High-fidelity quantum control and quantum information processing with composite pulses

 The technique of composite pulses, developed originally in polarization optics and nuclear magnetic resonance (NMR), is a powerful tool for quantum state manipulation. It replaces the single pulse used traditionally for driving a two-state quantum transition by a sequence of pulses with suitably chosen phases, which are used as a control tool for shaping the excitation profile in a desired manner. This technique combines the accuracy of resonant excitation with a robustness similar to adiabatic techniques. We have developed a simple systematic SU(2) approach, which allows the construction of composite sequences of pulses with smooth shapes and time-dependent detuning that can create ultrahigh-fidelity excitation profiles. We have designed arbitrarily accurate broadband, narrowband, passband and fractional-pi composite pulses. In one of the applications, composite sequences can reduce dramatically the addressing error in a lattice of closely spaced atoms or ions, and at the same time greatly enhance the robustness of qubit manipulations. We have used composite sequences of chirped pulses to optimize the technique of adiabatic passage between two quantum states: composite adiabatic passage (CAP), in which nonadiabatic losses can be canceled to any desired order. We have also developed composite STIRAP – a hybrid technique which uses a sequence of pulse pairs to make STIRAP work at ultrahigh fidelity.

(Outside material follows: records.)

// Copyright (c) 2025 Fabstir
// SPDX-License-Identifier: BUSL-1.1
//! Chat completion client for OpenAI-compatible APIs

use anyhow::Result;
use async_trait::async_trait;
use reqwest::{Client, StatusCode};
use std::time::{Duration, Instant};
use tracing::{debug, info, warn};

use super::{CompletionClient, CompletionError, CompletionOutput};
use crate::chat::{ChatRequest, ChatRole, FunctionCall, FunctionDescriptor};

pub const DEFAULT_BASE_URL: &str = "https://api.openai.com";
pub const DEFAULT_COMPLETION_MODEL: &str = "gpt-3.5-turbo-0613";

// --- OpenAI-compatible serde structs ---

#[derive(serde::Serialize)]
struct WireRequest<'a> {
    model: &'a str,
    messages: Vec<WireMessage<'a>>,
    #[serde(skip_serializing_if = "Option::is_none")]
    functions: Option<&'a [FunctionDescriptor]>,
    #[serde(skip_serializing_if = "Option::is_none")]
    function_call: Option<&'a FunctionCall>,
}

#[derive(serde::Serialize)]
struct WireMessage<'a> {
    role: ChatRole,
    content: &'a str,
}

#[derive(serde::Deserialize)]
struct WireResponse {
    choices: Vec<WireChoice>,
}

#[derive(serde::Deserialize)]
struct WireChoice {
    message: WireResponseMessage,
}

#[derive(serde::Deserialize)]
struct WireResponseMessage {
    #[serde(default)]
    content: Option<String>,
    #[serde(default)]
    function_call: Option<WireFunctionCall>,
}

#[derive(serde::Deserialize)]
struct WireFunctionCall {
    arguments: String,
}

#[derive(serde::Deserialize)]
struct WireErrorBody {
    error: WireErrorDetail,
}

#[derive(serde::Deserialize)]
struct WireErrorDetail {
    message: String,
}

/// Client for `POST {base_url}/v1/chat/completions`
pub struct OpenAiCompletionClient {
    client: Client,
    base_url: String,
    model_name: String,
}

impl OpenAiCompletionClient {
    pub fn new(base_url: &str, model_name: &str, timeout: Duration) -> Result<Self> {
        let client = Client::builder().timeout(timeout).build()?;

        let base_url = base_url.trim_end_matches('/').to_string();
        info!(
            "Completion client configured: endpoint={}, model={}",
            base_url, model_name
        );

        Ok(Self {
            client,
            base_url,
            model_name: model_name.to_string(),
        })
    }

    pub fn base_url(&self) -> &str {
        &self.base_url
    }

    fn wire_request<'a>(&'a self, request: &'a ChatRequest) -> WireRequest<'a> {
        WireRequest {
            model: &self.model_name,
            messages: request
                .messages
                .iter()
                .map(|m| WireMessage {
                    role: m.role,
                    content: &m.content,
                })
                .collect(),
            functions: request.functions.as_deref(),
            function_call: request.function_call.as_ref(),
        }
    }
}

/// Message for a non-success upstream status
fn upstream_message(status: StatusCode, body: &str) -> String {
    serde_json::from_str::<WireErrorBody>(body)
        .map(|b| b.error.message)
        .unwrap_or_else(|_| status.canonical_reason().unwrap_or("Unknown").to_string())
}

fn parse_output(body: WireResponse) -> Result<CompletionOutput, CompletionError> {
    let choice = body
        .choices
        .into_iter()
        .next()
        .ok_or_else(|| CompletionError::Decode("response has no choices".to_string()))?;

    match (choice.message.function_call, choice.message.content) {
        (Some(call), _) => Ok(CompletionOutput::FunctionArguments(call.arguments)),
        (None, Some(content)) => Ok(CompletionOutput::Text(content)),
        (None, None) => Err(CompletionError::Decode(
            "message has neither content nor function_call".to_string(),
        )),
    }
}

#[async_trait]
impl CompletionClient for OpenAiCompletionClient {
    async fn complete(
        &self,
        request: &ChatRequest,
        credential: &str,
    ) -> Result<CompletionOutput, CompletionError> {
        if credential.trim().is_empty() {
            return Err(CompletionError::MissingCredential);
        }

        let start = Instant::now();
        debug!(
            "Sending {} messages to {} (function: {:?})",
            request.messages.len(),
            self.model_name,
            request.forced_function()
        );

        let response = self
            .client
            .post(format!("{}/v1/chat/completions", self.base_url))
            .bearer_auth(credential.trim())
            .json(&self.wire_request(request))
            .send()
            .await
            .map_err(|e| CompletionError::Transport(e.to_string()))?;

        let status = response.status();
        if !status.is_success() {
            let body = response.text().await.unwrap_or_default();
            let message = upstream_message(status, &body);
            warn!("Completion endpoint returned {}: {}", status, message);
            return Err(CompletionError::UpstreamStatus {
                status: status.as_u16(),
                message,
            });
        }

        let body: WireResponse = response
            .json()
            .await
            .map_err(|e| CompletionError::Decode(e.to_string()))?;
        let output = parse_output(body)?;

        info!(
            "Completion finished in {}ms ({} chars)",
            start.elapsed().as_millis(),
            output.as_str().len()
        );
        Ok(output)
    }

    fn model_name(&self) -> &str {
        &self.model_name
    }
}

We have used composite pulses to design new, more efficient implementations of highly entangled states and highly-conditional quantum gates, such as CNOT and Toffoli gates. We have constructed also composite pulse sequences which allow to suppress dynamically unwanted transition channels in complex systems with branched linkage patterns even when the relevant couplings are unknown. Some of these composite sequences have already been demonstrated experimentally in doped solids.